Keynote Speakers

Panels, Workshops, and Readings

The Fight Against Mass Incarceration
Attendees will learn about how the prison system oppresses not just the people who are locked up but also hurts families, communities and our entire society. While most people go to law school thinking of litigation as the sole solution to social problems, we'll use stories of the struggle against mass incarceration to spark long-term discussions about how law school's unique training is also great training for policy work. Session Organizers: Amanda Alexander, Bruce Reilly, Peter Wagner.

In the Wake of an Immigration “Crisis”: The Future of Legal Protections for Trafficking Victims and Unaccompanied Minors
The panel will bring together practitioners and academics working on different aspects of human trafficking and asylum law. In the wake of last summer's so-called "immigration crisis," this panel seeks to examine the linkages between the TVPRA and legal protections for unaccompanied minors. How do we ensure that protections are not rolled back? What steps might be taken to preserve the humanitarian rationale behind the TVPRA? Session Organizers: Tal Eisenzweig, John Giammatteo.

Three Perspectives on Transgender Activism and Legal Advocacy
This session will consist of three workshops led by Tey, Asaf, and Dru, after brief introductory remarks by each of the panelists. The workshops will lead participants in examining the role of social activism in transgender legal rights, intersections of race and class in queer and transgender rights, litigation strategies for transgender prison and employment rights, and lessons on impact litigation from a national expert on transgender youth advocacy. We will come together at the end of the session to share overarching ideas, themes, and strategies relevant to the transgender rights movement. Session Organizers: Helen Diagama, Xiaonan Hu, Yusuf Saei, Rachel Tuchman.

Who Needs the National Labor Relations Board (NLRB)?
The administrative regime that oversees labor relations in the US has often proven insufficient to address the needs of workers’ organizing. In some cases this is a result of intentional statutory omission; in others, such as domestic work, the NLRB is ill-suited to address the particular structure of labor. This panel explores the range of labor organizing and legal work that takes place up against, and outside of, the bounds of traditional administrative labor law—with particular focuses on domestic, agricultural, and service work. Session Organizers: Will Bloom, Jordan Laris Cohen.

Young Lawyers Improving the Food System
Food is a universal human experience; we all have to eat, and food ties together our families, communities, and cultures. Yet our current methods of producing, distributing, and consuming food are unsustainable, both for human health and for the planet. A new generation of lawyers is making the connections between social justice, environmental advocacy, and public health and in turn is bringing fresh ideas to the field, redefining what it means to be a “food lawyer.” Using the community lawyering model, many food lawyers are responding to their clients’ needs, providing legal and policy assistance to community-based groups and individuals to help them to make the changes they most want to see in their community’s food system. Our panel will discuss their diverse and important work, their progress and continued challenges, and advise student attendees on how to make an impact and build a career in this burgeoning field. Session Organizers: Ona Balkus, Emily Broad Leib.
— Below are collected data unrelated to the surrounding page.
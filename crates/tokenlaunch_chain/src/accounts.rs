use alloy::primitives::Address;
use alloy::providers::Provider;
use async_trait::async_trait;
use thiserror::Error;
use tokenlaunch_core::{Categorized, ErrorCategory, NamedAccounts};
use tracing::debug;

use crate::connection::ChainConnection;

#[derive(Debug, Error)]
pub enum AccountError {
    #[error("Named account {role} maps to index {index}, but only {available} accounts are available")]
    IndexOutOfRange {
        role: &'static str,
        index: usize,
        available: usize,
    },

    #[error("Failed to list node accounts: {0}")]
    Rpc(String),
}

impl Categorized for AccountError {
    fn category(&self) -> ErrorCategory {
        match self {
            Self::IndexOutOfRange { .. } => ErrorCategory::Config,
            Self::Rpc(_) => ErrorCategory::Network,
        }
    }
}

/// Maps role names used by deploy scripts to concrete addresses.
#[async_trait]
pub trait NamedAccountResolver: Send + Sync {
    /// The account that sends deployment transactions.
    async fn deployer(&self) -> Result<Address, AccountError>;
}

/// Pick the account at `index`, as configured for `role`.
pub fn select_account(
    role: &'static str,
    accounts: &[Address],
    index: usize,
) -> Result<Address, AccountError> {
    accounts
        .get(index)
        .copied()
        .ok_or(AccountError::IndexOutOfRange {
            role,
            index,
            available: accounts.len(),
        })
}

/// Resolves named accounts against the connection's local signers, or the
/// node's own accounts when no keys are configured.
pub struct ConfiguredAccounts {
    connection: ChainConnection,
    rules: NamedAccounts,
}

impl ConfiguredAccounts {
    pub fn new(connection: ChainConnection, rules: NamedAccounts) -> Self {
        Self { connection, rules }
    }

    async fn available(&self) -> Result<Vec<Address>, AccountError> {
        if !self.connection.signers.is_empty() {
            return Ok(self.connection.signers.iter().map(|s| s.address()).collect());
        }
        self.connection
            .provider
            .get_accounts()
            .await
            .map_err(|e| AccountError::Rpc(e.to_string()))
    }
}

#[async_trait]
impl NamedAccountResolver for ConfiguredAccounts {
    async fn deployer(&self) -> Result<Address, AccountError> {
        let chain_id = self.connection.network.chain_id;
        let index = self.rules.deployer_index(chain_id);
        let accounts = self.available().await?;
        let deployer = select_account("deployer", &accounts, index)?;
        debug!(chain_id, index, %deployer, "resolved deployer");
        Ok(deployer)
    }
}

#[cfg(test)]
mod tests {
    use std::collections::BTreeMap;

    use tokenlaunch_core::{AccountRule, Network, NetworkRegistry};

    use super::*;
    use crate::connection::test_support::*;

    fn sepolia_connection(keys: &[&str]) -> ChainConnection {
        let mut registry = NetworkRegistry::with_defaults();
        registry
            .set_custom_rpc(Network::Sepolia, "http://127.0.0.1:1".into())
            .unwrap();
        let mut config = registry.get(Network::Sepolia).unwrap().clone();
        config.accounts = keys.iter().map(|k| k.to_string()).collect();
        ChainConnection::connect(&config).unwrap()
    }

    #[test]
    fn select_account_by_index() {
        let accounts = [Address::from([1; 20]), Address::from([2; 20])];
        assert_eq!(select_account("deployer", &accounts, 1).unwrap(), accounts[1]);

        let err = select_account("deployer", &accounts, 2).unwrap_err();
        assert!(matches!(
            err,
            AccountError::IndexOutOfRange { index: 2, available: 2, .. }
        ));
        assert_eq!(err.category(), ErrorCategory::Config);
    }

    #[tokio::test]
    async fn deployer_defaults_to_first_signer() {
        let accounts = ConfiguredAccounts::new(
            sepolia_connection(&[DEV_KEY_0, DEV_KEY_1]),
            NamedAccounts::default(),
        );
        assert_eq!(
            accounts.deployer().await.unwrap(),
            DEV_ADDR_0.parse::<Address>().unwrap()
        );
    }

    #[tokio::test]
    async fn per_chain_rule_selects_other_signer() {
        let rules = NamedAccounts {
            deployer: AccountRule {
                default: 0,
                per_chain: BTreeMap::from([(11155111, 1)]),
            },
        };
        let accounts = ConfiguredAccounts::new(sepolia_connection(&[DEV_KEY_0, DEV_KEY_1]), rules);
        assert_eq!(
            accounts.deployer().await.unwrap(),
            DEV_ADDR_1.parse::<Address>().unwrap()
        );
    }

    #[tokio::test]
    async fn unreachable_node_without_keys_is_network_error() {
        let accounts = ConfiguredAccounts::new(sepolia_connection(&[]), NamedAccounts::default());
        let err = accounts.deployer().await.unwrap_err();
        assert!(matches!(err, AccountError::Rpc(_)));
        assert_eq!(err.category(), ErrorCategory::Network);
    }
}
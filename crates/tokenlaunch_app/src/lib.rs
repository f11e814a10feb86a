//! The ERC20Token deploy script.
//!
//! Resolve the deployer, deploy the token with its fixed constructor
//! arguments, then publish the source on the network's explorer. The
//! collaborators are traits so the flow runs the same against a live chain
//! or test doubles.

use alloy::primitives::Address;
use anyhow::{Context, Result};
use tokenlaunch_chain::{
    AccountError, ConnectError, ConstructorArg, DeployError, DeployOptions, DeployProvider,
    Deployment, NamedAccountResolver, VerificationProvider, VerificationStatus, VerifyError,
};
use tokenlaunch_core::{Categorized, ConfigError, ErrorCategory};
use tracing::{error, info};

pub const TOKEN_NAME: &str = "ERC20Token";
pub const TOKEN_SYMBOL: &str = "E20T";
pub const DECIMALS: u64 = 18;
pub const INITIAL_SUPPLY: u64 = 10;
pub const WAIT_CONFIRMATIONS: u64 = 6;

/// Constructor arguments, in declaration order.
pub fn token_args() -> Vec<ConstructorArg> {
    vec![
        TOKEN_NAME.into(),
        TOKEN_SYMBOL.into(),
        DECIMALS.into(),
        INITIAL_SUPPLY.into(),
    ]
}

/// Request source verification. A contract the explorer already knows counts
/// as success.
pub async fn verify(
    provider: &dyn VerificationProvider,
    address: Address,
    args: &[ConstructorArg],
) -> Result<(), VerifyError> {
    info!("Verifying contract...");
    match provider.verify(address, args).await? {
        VerificationStatus::Verified => {}
        VerificationStatus::AlreadyVerified => info!("Already verified!"),
    }
    Ok(())
}

pub async fn deploy_function(
    accounts: &dyn NamedAccountResolver,
    deployer: &dyn DeployProvider,
    verifier: &dyn VerificationProvider,
) -> Result<Deployment> {
    let from = accounts
        .deployer()
        .await
        .context("Failed to resolve the deployer account")?;
    let args = token_args();

    let deployment = deployer
        .deploy(
            TOKEN_NAME,
            DeployOptions {
                from,
                args: args.clone(),
                wait_confirmations: WAIT_CONFIRMATIONS,
                log: true,
            },
        )
        .await
        .with_context(|| format!("Failed to deploy {TOKEN_NAME}"))?;
    info!("{TOKEN_NAME} deployed at: {}", deployment.address);

    verify(verifier, deployment.address, &args)
        .await
        .with_context(|| format!("Failed to verify {TOKEN_NAME} at {}", deployment.address))?;

    Ok(deployment)
}

/// Classify an error from any layer of the pipeline.
pub fn error_category(err: &anyhow::Error) -> ErrorCategory {
    if let Some(e) = err.downcast_ref::<DeployError>() {
        e.category()
    } else if let Some(e) = err.downcast_ref::<VerifyError>() {
        e.category()
    } else if let Some(e) = err.downcast_ref::<AccountError>() {
        e.category()
    } else if let Some(e) = err.downcast_ref::<ConnectError>() {
        e.category()
    } else if let Some(e) = err.downcast_ref::<ConfigError>() {
        e.category()
    } else {
        ErrorCategory::Internal
    }
}

/// Log a failure with its category.
pub fn report_failure(err: &anyhow::Error) {
    error!(category = %error_category(err), "{err:#}");
}

/// Run the script and return the process exit code.
pub async fn run(
    accounts: &dyn NamedAccountResolver,
    deployer: &dyn DeployProvider,
    verifier: &dyn VerificationProvider,
) -> i32 {
    match deploy_function(accounts, deployer, verifier).await {
        Ok(_) => 0,
        Err(err) => {
            report_failure(&err);
            1
        }
    }
}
Barriers to Representation: Defending Out of Reach Clients
The right to counsel is a constitutional right guaranteed in the Sixth Amendment. However, lawyers have often found themselves in positions where they cannot access their clients. From placing terror suspects in extraterritorial prisons with little to no counsel access (Guantanamo and Bagram), to relocating immigrants to detention centers in far away states, to holding certain classes of criminal defendants under highly restrictive "Special Administrative Measures," federal and state governments have imposed conditions that (sometimes purposively) hinder counsel access to clients. This panel examines how lawyers overcome government-imposed barriers to representation. What are the unique challenges of representing a client who is held in conditions that isolates him from the protections of the law? The panelists will also grapple with the ethical dilemmas that they face when trying to represent out of reach clients. How do you ensure you are faithfully following your client's wishes, when you cannot communicate with her? Session Organizer: Tasnim Motala.

Beyond Boundaries: How Lawyers, Activists, and Communities Can Effectively Create Social Change Together
The session will focus on different approaches, perspectives, and strategies used by “community lawyers” in collaboration with activists to challenge both current struggles faced by disadvantaged communities/groups and the traditional boundaries of legal services. Depending on their experience and knowledge of various forms of “rebellious lawyering,” attendees will be introduced to and/or evaluate the different ways that lawyers can avoid “contribut[ing] to the very subordination [they] purport to remedy,” and instead collaboratively, organically, and genuinely engage with social movements. We envision this session to be a laboratory space in which progressive lawyers, activists, and law students can explore and learn from each other about how to bridge the gap between “lawyering” and “activism.” Session Organizers: Sharlyn Grace, Lam Nguyen Ho.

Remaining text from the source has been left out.